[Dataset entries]
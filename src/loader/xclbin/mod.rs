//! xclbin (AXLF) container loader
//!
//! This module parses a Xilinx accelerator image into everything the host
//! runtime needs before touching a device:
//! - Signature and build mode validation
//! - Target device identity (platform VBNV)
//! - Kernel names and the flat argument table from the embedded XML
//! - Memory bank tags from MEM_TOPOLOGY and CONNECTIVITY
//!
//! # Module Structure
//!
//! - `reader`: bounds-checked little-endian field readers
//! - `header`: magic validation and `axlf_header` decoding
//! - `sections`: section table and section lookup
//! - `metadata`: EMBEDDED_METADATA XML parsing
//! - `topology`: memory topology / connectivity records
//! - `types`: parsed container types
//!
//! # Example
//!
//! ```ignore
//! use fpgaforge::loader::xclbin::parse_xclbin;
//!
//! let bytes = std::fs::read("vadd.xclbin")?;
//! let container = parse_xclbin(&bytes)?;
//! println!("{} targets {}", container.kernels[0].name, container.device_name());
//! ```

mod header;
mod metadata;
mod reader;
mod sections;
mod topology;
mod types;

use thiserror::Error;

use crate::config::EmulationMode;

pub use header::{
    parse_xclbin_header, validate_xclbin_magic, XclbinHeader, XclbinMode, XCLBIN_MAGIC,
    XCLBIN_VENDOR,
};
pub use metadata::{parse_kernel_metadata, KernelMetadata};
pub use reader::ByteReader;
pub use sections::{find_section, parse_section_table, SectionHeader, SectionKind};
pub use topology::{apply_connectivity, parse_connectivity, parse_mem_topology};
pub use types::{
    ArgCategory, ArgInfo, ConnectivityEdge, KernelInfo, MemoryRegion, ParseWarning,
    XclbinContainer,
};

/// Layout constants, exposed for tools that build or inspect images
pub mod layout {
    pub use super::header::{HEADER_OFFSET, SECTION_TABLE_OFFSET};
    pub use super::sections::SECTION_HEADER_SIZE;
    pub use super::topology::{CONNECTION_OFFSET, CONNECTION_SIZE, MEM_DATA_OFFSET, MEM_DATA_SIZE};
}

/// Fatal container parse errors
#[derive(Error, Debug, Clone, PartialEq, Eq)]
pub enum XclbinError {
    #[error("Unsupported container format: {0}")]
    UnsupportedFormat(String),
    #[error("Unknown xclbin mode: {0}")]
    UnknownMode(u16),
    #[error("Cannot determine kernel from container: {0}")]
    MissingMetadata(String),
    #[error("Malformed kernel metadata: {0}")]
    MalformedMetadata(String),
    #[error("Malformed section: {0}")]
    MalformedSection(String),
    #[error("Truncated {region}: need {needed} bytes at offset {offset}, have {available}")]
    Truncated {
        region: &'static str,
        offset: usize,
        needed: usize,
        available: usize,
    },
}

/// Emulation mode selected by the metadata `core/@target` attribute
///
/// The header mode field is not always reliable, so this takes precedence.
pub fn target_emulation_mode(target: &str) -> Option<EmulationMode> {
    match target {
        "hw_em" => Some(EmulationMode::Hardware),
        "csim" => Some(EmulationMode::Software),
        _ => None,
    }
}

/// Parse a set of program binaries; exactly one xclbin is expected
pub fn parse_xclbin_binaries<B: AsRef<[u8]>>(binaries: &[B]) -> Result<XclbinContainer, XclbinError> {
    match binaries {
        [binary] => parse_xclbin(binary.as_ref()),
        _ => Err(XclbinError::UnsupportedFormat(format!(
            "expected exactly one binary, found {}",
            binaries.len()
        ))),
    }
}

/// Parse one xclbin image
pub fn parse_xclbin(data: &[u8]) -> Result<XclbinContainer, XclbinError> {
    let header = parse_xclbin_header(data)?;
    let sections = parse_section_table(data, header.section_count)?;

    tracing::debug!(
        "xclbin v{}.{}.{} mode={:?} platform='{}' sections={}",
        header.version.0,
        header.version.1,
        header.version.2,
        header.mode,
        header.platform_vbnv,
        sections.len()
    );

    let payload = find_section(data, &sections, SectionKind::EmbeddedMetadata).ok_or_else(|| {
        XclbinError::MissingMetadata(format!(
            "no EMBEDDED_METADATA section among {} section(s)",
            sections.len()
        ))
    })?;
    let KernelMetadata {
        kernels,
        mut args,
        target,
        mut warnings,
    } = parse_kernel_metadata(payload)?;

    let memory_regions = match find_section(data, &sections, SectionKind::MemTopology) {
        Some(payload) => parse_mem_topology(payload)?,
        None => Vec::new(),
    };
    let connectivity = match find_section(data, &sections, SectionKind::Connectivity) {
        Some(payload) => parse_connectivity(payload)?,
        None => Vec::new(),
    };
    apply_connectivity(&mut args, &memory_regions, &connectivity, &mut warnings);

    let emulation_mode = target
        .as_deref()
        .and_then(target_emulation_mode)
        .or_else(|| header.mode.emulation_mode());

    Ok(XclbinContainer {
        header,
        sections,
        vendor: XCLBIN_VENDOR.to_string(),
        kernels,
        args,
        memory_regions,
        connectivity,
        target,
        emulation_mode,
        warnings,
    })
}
...
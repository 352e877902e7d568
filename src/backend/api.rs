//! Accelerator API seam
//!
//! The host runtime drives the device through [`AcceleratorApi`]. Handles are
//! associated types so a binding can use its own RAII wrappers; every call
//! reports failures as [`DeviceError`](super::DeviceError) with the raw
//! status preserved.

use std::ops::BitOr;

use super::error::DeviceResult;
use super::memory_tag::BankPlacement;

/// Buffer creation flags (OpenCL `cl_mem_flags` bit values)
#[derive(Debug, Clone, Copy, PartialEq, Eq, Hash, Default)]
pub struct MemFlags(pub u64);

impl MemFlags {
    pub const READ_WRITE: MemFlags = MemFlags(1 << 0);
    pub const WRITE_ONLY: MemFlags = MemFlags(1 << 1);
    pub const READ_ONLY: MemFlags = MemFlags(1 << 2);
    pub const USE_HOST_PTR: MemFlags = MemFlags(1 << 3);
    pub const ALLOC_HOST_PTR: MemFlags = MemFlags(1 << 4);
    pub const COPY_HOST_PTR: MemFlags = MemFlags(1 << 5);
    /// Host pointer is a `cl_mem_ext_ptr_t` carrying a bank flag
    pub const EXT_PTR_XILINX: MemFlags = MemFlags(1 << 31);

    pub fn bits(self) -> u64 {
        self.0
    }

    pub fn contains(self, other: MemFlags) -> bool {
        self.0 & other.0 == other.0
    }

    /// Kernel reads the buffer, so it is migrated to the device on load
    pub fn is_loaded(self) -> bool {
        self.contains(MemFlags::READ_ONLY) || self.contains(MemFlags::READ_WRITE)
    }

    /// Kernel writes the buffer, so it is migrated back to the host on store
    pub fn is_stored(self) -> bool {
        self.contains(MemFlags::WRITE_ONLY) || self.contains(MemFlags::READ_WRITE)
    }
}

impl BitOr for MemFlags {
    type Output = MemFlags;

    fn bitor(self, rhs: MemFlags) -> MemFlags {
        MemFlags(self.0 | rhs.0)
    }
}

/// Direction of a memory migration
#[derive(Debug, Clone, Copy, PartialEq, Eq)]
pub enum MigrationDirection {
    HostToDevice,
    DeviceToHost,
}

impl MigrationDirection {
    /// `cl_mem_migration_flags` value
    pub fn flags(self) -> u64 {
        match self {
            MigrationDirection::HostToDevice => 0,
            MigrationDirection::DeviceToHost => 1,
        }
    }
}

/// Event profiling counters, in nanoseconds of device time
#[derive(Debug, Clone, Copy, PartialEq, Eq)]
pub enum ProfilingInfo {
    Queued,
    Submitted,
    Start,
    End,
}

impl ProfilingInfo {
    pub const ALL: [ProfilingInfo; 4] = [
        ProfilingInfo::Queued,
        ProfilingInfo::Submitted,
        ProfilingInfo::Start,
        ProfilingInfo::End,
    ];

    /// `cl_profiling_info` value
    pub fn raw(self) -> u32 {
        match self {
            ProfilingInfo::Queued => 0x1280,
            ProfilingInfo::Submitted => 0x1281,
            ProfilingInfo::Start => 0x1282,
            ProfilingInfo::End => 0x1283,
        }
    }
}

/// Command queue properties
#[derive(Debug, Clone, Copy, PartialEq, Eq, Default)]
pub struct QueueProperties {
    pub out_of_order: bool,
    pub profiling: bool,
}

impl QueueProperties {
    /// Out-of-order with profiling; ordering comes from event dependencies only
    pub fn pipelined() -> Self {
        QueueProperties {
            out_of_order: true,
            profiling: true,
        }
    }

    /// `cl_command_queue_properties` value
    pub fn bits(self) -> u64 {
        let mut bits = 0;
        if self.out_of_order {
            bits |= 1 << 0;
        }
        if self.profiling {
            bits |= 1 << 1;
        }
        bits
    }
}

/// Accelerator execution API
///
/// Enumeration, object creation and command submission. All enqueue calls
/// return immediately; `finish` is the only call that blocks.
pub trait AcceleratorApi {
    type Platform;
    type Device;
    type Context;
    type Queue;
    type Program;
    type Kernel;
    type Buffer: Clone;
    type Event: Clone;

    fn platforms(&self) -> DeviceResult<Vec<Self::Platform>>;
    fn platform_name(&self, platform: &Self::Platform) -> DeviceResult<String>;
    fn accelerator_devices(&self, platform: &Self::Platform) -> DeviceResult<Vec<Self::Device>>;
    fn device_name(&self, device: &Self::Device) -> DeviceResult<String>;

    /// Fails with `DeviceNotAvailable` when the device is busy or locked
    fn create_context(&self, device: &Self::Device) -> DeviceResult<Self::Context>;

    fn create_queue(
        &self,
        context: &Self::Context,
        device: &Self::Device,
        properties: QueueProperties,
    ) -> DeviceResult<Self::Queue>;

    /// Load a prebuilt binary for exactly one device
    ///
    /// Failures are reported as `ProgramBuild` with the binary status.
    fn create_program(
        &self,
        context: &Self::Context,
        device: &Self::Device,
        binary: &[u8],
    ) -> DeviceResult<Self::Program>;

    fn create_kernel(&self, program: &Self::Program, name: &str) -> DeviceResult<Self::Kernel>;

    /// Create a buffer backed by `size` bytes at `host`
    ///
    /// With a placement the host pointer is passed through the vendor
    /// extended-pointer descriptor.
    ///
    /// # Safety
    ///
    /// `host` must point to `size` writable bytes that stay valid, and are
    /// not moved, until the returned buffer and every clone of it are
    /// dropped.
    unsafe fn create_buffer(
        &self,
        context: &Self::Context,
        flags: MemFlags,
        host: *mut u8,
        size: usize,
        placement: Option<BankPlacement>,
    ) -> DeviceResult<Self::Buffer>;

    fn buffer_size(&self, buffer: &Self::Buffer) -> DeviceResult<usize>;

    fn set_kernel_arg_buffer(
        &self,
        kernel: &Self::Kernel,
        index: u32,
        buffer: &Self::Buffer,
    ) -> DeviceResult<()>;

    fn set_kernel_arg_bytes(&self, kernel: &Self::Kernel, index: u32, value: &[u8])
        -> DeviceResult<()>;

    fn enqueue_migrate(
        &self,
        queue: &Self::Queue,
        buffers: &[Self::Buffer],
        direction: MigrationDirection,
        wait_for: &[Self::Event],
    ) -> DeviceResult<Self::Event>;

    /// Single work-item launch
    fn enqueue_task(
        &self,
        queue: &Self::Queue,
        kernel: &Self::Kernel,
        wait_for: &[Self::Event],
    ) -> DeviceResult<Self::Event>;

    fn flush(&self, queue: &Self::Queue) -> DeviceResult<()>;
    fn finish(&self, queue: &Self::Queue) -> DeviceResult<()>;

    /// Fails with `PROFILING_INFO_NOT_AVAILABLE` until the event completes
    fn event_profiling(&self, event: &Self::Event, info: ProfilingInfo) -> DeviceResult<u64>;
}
...
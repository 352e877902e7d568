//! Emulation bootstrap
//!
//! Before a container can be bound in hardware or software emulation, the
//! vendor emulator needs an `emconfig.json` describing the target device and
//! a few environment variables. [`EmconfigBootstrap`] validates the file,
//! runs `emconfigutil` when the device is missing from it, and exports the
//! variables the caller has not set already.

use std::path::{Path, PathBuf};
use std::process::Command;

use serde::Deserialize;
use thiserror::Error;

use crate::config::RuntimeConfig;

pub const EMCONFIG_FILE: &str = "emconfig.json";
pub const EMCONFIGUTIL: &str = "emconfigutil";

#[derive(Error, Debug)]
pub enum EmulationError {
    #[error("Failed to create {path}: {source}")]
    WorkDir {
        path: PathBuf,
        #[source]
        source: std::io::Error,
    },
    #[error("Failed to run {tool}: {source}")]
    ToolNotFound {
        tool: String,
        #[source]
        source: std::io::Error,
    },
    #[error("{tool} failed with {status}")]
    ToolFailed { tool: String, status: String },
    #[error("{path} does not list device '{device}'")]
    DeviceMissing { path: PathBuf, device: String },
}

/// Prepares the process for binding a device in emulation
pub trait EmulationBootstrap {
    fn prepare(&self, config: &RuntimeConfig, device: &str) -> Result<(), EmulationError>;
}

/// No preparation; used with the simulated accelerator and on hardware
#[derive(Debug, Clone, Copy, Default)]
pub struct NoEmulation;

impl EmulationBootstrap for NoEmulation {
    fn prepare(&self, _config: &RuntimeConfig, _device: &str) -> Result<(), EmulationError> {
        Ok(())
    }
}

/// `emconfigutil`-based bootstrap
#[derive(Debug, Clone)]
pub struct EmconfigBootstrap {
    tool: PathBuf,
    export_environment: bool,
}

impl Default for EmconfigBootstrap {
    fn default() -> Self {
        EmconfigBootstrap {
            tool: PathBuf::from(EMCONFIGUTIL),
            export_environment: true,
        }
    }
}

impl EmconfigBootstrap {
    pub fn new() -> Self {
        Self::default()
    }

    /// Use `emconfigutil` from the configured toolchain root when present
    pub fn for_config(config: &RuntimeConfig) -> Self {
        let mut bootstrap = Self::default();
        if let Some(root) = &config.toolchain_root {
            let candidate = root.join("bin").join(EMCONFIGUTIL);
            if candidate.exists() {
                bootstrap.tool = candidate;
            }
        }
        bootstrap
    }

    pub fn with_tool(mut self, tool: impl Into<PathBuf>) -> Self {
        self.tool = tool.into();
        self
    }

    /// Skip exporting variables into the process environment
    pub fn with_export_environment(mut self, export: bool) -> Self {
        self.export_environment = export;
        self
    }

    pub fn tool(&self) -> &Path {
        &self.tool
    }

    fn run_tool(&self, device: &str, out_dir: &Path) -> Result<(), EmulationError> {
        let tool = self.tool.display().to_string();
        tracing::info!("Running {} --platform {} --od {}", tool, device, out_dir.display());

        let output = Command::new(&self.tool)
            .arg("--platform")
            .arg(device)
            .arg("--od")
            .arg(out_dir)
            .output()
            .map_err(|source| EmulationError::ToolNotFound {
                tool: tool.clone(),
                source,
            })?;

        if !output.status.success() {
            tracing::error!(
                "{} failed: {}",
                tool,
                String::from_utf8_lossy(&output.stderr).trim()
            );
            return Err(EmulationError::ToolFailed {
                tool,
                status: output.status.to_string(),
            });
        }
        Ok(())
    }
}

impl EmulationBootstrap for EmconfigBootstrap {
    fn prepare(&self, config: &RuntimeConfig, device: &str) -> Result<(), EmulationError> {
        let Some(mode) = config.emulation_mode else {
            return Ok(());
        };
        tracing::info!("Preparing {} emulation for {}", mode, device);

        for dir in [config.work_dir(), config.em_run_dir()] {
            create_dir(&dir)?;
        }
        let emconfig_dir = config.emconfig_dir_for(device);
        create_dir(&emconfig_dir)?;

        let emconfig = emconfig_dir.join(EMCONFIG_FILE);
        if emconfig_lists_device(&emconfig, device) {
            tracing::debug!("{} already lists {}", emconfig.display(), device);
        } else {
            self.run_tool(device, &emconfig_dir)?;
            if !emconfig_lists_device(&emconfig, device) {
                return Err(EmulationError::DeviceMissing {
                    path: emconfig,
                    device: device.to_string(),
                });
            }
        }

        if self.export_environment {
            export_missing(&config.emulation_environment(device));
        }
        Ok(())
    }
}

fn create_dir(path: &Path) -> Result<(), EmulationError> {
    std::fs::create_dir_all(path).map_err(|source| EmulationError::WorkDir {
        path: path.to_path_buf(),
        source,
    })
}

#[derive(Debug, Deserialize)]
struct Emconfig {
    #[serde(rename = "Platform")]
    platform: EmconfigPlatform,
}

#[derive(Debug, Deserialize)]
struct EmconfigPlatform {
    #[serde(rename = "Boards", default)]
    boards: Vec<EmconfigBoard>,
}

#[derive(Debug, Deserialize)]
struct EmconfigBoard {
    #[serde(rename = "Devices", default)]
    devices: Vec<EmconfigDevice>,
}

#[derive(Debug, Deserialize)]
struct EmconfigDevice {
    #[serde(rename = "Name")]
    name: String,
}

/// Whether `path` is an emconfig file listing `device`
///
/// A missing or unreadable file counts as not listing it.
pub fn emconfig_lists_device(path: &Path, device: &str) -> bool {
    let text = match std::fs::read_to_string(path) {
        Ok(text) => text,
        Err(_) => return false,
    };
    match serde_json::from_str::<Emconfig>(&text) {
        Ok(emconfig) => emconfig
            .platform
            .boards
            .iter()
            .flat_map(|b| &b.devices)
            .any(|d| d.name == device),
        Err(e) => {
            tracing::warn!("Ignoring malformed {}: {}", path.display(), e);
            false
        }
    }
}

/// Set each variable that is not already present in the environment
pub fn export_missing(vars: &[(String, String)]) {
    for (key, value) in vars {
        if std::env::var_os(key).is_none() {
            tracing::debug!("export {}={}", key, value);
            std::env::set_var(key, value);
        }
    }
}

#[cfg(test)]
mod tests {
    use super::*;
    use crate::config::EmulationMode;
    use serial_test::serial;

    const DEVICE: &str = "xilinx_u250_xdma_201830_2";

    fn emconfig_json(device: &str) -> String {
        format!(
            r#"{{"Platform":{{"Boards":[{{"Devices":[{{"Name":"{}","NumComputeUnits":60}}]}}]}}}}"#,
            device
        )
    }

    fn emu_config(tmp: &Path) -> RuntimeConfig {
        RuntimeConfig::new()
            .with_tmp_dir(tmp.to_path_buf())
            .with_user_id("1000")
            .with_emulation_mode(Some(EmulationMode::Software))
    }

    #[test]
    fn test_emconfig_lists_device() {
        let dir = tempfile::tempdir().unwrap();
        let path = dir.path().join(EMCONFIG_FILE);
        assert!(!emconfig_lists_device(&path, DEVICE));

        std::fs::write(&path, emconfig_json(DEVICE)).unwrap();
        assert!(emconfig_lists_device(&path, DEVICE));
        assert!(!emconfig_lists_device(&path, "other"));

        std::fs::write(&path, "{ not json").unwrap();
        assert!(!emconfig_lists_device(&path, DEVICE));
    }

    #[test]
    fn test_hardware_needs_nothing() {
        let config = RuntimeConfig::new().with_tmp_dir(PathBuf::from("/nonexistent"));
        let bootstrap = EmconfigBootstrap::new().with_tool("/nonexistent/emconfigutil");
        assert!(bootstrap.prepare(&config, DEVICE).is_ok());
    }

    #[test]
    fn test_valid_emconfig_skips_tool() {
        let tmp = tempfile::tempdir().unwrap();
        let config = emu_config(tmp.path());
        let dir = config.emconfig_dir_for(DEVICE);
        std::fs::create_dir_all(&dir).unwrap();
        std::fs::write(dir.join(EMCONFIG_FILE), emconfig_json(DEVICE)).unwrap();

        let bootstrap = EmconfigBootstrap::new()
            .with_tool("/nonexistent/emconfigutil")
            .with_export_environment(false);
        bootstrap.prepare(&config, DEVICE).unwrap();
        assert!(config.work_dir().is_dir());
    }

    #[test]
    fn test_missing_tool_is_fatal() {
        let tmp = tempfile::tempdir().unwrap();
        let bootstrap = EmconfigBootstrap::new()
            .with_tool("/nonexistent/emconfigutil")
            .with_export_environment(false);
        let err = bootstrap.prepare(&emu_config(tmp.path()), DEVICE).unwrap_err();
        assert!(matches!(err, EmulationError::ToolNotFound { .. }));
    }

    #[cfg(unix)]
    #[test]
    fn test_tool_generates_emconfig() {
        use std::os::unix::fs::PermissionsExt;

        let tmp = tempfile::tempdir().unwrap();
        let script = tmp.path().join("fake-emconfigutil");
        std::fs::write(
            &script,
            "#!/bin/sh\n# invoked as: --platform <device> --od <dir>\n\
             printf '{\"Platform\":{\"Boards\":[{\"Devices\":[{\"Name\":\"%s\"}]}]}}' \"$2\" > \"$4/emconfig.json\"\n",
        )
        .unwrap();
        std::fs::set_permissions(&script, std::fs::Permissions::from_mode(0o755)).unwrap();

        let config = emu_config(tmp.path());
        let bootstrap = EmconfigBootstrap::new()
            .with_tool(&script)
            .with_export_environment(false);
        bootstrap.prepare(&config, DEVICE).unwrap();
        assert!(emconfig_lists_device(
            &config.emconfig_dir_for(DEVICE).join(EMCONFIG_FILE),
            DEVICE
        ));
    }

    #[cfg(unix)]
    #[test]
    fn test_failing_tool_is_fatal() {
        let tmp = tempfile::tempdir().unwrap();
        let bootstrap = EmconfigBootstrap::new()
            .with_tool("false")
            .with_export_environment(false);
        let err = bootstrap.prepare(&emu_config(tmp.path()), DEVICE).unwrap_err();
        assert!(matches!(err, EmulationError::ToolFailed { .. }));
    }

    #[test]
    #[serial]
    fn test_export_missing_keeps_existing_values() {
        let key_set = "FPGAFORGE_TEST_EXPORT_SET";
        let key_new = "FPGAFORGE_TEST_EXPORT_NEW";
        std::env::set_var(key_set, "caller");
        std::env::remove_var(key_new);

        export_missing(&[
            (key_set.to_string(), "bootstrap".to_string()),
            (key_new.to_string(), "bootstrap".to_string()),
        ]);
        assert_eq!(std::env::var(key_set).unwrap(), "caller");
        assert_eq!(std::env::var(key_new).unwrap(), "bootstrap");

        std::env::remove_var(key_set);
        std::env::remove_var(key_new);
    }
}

■ Work task
Look above for the line with "filename src/loader/xclbin/mod.rs" and the line with "pub use super::sections::SECTION_HEADER_SIZE;", and reproduce exactly those two lines plus every line between, nothing more.

■ Solution to the problem
filename src/loader/xclbin/mod.rs
//! xclbin (AXLF) container loader
//!
//! This module parses a Xilinx accelerator image into everything the host
//! runtime needs before touching a device:
//! - Signature and build mode validation
//! - Target device identity (platform VBNV)
//! - Kernel names and the flat argument table from the embedded XML
//! - Memory bank tags from MEM_TOPOLOGY and CONNECTIVITY
//!
//! # Module Structure
//!
//! - `reader`: bounds-checked little-endian field readers
//! - `header`: magic validation and `axlf_header` decoding
//! - `sections`: section table and section lookup
//! - `metadata`: EMBEDDED_METADATA XML parsing
//! - `topology`: memory topology / connectivity records
//! - `types`: parsed container types
//!
//! # Example
//!
//! ```ignore
//! use fpgaforge::loader::xclbin::parse_xclbin;
//!
//! let bytes = std::fs::read("vadd.xclbin")?;
//! let container = parse_xclbin(&bytes)?;
//! println!("{} targets {}", container.kernels[0].name, container.device_name());
//! ```

mod header;
mod metadata;
mod reader;
mod sections;
mod topology;
mod types;

use thiserror::Error;

use crate::config::EmulationMode;

pub use header::{
    parse_xclbin_header, validate_xclbin_magic, XclbinHeader, XclbinMode, XCLBIN_MAGIC,
    XCLBIN_VENDOR,
};
pub use metadata::{parse_kernel_metadata, KernelMetadata};
pub use reader::ByteReader;
pub use sections::{find_section, parse_section_table, SectionHeader, SectionKind};
pub use topology::{apply_connectivity, parse_connectivity, parse_mem_topology};
pub use types::{
    ArgCategory, ArgInfo, ConnectivityEdge, KernelInfo, MemoryRegion, ParseWarning,
    XclbinContainer,
};

/// Layout constants, exposed for tools that build or inspect images
pub mod layout {
    pub use super::header::{HEADER_OFFSET, SECTION_TABLE_OFFSET};
    pub use super::sections::SECTION_HEADER_SIZE;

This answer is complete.